- Exercise directions
Look through the material below. Copy every line with the string "TypeId" in it.

- Listed entries

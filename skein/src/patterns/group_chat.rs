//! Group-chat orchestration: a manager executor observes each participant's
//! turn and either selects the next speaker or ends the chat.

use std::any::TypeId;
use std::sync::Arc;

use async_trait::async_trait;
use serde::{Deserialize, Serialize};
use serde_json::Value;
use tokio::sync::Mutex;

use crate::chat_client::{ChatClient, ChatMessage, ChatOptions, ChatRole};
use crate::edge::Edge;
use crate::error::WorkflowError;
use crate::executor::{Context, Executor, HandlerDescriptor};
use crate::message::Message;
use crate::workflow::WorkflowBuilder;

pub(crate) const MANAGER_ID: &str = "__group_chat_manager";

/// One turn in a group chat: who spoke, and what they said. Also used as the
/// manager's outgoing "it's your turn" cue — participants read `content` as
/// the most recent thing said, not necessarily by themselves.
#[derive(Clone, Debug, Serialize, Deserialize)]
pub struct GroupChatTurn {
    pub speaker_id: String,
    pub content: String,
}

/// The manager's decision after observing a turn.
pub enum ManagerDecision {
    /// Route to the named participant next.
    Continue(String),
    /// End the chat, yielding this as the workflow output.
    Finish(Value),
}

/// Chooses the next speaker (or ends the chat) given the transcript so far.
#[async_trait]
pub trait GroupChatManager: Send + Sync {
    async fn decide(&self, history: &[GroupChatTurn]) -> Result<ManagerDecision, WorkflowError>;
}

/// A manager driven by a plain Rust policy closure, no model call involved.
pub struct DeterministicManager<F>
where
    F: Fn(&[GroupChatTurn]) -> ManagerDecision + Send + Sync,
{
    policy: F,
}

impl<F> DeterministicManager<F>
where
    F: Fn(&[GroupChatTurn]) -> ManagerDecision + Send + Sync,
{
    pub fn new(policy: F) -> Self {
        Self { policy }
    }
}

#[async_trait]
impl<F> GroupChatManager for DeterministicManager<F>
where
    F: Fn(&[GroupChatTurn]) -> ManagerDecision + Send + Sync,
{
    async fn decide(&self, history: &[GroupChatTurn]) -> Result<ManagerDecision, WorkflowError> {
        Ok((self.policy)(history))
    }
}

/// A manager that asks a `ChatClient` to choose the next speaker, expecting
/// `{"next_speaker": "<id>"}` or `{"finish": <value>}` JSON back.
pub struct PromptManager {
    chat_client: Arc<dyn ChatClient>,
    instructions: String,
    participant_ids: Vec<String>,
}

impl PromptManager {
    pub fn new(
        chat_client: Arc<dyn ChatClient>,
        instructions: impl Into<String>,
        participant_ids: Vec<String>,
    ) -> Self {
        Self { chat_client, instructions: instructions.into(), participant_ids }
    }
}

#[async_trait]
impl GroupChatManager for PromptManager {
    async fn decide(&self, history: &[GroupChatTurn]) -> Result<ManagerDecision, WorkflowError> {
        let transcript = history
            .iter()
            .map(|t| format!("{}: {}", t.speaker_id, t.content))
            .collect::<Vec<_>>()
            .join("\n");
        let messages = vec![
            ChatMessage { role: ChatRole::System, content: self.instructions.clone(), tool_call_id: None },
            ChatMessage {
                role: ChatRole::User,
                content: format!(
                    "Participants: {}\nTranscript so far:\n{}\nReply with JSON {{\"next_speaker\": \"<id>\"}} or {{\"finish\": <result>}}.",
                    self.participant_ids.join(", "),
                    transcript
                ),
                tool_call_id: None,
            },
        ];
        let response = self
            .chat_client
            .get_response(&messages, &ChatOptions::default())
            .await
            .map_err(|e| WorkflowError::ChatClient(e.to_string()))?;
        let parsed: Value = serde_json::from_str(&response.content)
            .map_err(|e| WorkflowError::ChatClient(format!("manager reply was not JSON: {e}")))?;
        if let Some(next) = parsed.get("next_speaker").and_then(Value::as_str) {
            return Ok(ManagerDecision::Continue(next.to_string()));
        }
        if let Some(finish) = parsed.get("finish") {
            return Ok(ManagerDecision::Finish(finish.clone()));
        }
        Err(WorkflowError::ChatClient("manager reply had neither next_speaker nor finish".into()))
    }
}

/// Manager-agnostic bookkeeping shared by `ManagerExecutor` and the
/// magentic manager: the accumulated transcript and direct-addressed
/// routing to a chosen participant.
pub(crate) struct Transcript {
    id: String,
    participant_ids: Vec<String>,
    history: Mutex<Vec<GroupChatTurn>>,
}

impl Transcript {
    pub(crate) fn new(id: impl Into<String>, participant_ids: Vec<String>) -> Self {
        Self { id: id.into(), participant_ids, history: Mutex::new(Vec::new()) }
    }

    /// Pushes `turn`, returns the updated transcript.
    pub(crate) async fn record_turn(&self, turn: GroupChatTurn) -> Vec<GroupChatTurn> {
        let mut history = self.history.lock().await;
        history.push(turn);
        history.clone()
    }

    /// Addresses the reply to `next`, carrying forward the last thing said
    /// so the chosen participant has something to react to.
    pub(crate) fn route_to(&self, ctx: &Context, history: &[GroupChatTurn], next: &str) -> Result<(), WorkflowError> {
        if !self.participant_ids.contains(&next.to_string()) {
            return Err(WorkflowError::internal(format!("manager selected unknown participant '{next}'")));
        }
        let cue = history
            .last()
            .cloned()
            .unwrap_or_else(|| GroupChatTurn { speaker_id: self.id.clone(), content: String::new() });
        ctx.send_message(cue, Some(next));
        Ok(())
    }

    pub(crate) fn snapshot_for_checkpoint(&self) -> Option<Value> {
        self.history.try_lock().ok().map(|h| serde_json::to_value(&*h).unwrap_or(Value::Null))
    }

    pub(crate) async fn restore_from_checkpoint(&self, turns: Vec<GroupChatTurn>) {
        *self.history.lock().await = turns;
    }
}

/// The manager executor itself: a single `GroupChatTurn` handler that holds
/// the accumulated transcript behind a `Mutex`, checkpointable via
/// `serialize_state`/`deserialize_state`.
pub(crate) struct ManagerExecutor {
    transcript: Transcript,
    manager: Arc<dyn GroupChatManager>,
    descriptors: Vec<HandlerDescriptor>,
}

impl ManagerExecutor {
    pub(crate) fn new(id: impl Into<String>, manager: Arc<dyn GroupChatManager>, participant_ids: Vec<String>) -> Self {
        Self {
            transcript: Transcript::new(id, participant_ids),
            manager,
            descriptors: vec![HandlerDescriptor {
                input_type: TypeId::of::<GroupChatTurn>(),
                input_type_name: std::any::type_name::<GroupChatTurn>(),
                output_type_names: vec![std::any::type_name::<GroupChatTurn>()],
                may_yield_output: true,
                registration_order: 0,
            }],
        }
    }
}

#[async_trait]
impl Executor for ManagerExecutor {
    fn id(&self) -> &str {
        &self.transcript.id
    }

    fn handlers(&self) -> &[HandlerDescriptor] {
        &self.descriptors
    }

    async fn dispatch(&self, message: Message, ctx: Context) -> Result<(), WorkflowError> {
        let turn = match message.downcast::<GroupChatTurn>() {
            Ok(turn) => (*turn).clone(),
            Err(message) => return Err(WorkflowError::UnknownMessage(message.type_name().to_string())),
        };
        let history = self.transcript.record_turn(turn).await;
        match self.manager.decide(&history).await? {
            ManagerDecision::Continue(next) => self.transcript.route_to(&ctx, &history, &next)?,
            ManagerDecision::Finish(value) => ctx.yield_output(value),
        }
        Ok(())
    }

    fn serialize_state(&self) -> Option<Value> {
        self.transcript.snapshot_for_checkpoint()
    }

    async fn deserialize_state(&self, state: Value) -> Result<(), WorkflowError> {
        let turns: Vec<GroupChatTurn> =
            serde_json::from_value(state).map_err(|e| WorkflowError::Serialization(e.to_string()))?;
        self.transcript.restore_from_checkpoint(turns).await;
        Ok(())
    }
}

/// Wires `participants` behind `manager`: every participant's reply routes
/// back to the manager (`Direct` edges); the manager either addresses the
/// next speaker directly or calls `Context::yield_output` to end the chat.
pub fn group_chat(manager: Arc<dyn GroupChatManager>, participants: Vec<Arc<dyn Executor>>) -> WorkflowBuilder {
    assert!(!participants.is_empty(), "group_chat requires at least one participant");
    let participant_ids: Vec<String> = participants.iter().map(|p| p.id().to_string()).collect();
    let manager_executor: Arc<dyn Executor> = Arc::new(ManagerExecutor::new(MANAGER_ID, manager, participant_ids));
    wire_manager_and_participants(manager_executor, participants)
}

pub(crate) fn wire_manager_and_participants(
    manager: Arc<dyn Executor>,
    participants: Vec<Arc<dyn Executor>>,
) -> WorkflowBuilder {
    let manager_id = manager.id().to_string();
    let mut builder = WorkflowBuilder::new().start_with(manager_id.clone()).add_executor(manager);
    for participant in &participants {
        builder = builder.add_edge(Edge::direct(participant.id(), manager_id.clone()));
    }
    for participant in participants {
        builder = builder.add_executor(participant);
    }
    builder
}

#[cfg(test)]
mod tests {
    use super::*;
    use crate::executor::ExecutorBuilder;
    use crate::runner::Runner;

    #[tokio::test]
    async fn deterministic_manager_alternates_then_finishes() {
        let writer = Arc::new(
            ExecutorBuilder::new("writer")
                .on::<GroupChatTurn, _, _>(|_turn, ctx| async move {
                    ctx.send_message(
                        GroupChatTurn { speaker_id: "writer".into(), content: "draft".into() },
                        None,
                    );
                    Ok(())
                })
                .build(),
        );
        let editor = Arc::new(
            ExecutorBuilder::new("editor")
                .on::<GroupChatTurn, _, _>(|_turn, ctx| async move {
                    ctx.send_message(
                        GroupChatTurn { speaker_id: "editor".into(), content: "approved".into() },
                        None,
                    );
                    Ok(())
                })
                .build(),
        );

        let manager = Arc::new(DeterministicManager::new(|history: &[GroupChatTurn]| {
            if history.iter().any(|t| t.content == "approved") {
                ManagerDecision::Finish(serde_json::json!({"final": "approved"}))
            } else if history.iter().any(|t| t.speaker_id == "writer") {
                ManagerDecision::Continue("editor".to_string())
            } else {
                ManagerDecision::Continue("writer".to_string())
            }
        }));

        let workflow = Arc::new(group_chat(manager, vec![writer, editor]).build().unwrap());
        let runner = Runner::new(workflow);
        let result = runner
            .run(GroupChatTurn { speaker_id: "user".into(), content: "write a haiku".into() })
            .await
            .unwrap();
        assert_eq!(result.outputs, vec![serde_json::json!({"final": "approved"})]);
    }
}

...

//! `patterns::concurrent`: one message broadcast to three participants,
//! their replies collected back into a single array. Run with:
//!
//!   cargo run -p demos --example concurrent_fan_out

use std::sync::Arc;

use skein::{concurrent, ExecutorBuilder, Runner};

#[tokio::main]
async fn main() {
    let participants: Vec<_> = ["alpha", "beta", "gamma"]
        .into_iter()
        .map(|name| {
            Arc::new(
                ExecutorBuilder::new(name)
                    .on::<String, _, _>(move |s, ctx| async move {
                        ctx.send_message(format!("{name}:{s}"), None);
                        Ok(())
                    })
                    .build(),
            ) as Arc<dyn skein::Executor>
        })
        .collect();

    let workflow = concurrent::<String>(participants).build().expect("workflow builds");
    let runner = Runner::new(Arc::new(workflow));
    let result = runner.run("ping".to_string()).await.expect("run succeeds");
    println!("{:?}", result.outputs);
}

- Written reply
use std::any::TypeId;
                input_type: TypeId::of::<GroupChatTurn>(),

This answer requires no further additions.